Essentially, I equate a census citation with an entire census image, not just with the entry for one family. I understand that this is not EE compliant, but it is what has always made sense to me - that the citation is to the image as a whole so that there is a one-to-one correspondence between images and citations.

Sometimes I have exceptions in the other direction, as when a single courthouse marriage record has three images - an application, a license, and a return. So in this case, my single citation maps to three images, but the three images are a part of a coherent whole. In fact, I used to make the three images into a single pdf file so that there is only one “image file” linked to RM. But ultimately, I didn’t like the way PDF’s behaved when published to the Web.

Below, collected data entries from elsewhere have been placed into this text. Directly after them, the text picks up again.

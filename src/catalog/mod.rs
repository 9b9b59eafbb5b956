pub mod convert;
pub mod descriptor;
pub mod naming;

pub use convert::{StorageConverter, ValueConverter, parse_timestamp};
pub use descriptor::{Attribute, QualifiedName, TableDescriptor, TableTags, quote_ident};
pub use naming::{CamelCaseInflector, Inflector};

I adopted this overall concept by analogy to citations to compiled family histories that are published in bound books. I’m not at home to check my copy of EE, but I think in this case that even EE only references down to the level of one page, rather than to something like page 97, line 12 to get the reference to some particular John Doe on the page.

I also do not see much value in using heavily layered citations, as in the EE reference to the NARA information. This doesn’t really help you find the record again, and it certainly clutters things up for printed reports. In the case of census records, the fact that NARA is the real repository is clear implicitly. In cases where the real repository may not be so implicitly clear, I will sometimes include the repository layer. For some reason, I do feel obliged to mention where I found an image, like ancestry.com vs. familysearch.org for census images. It doesn’t seem totally logical if I’m trying to avoid heavily layered citations in the first place. But logical or not, I do include the name of my sites, even though they may not exist in 100 years or in 50 years or in 10 years.

In the case of citations that you can copy whole from a Web site and paste into a genealogy app, my experience is that they can become even more layered and tedious than the census example from EE. Plus, there is no good place to paste them into RM or other genealogy apps because RM and other genealogy apps expect citations to have a “source part” and a “citation part”. So I never just copy and paste those kinds of citations. I always create my own instead.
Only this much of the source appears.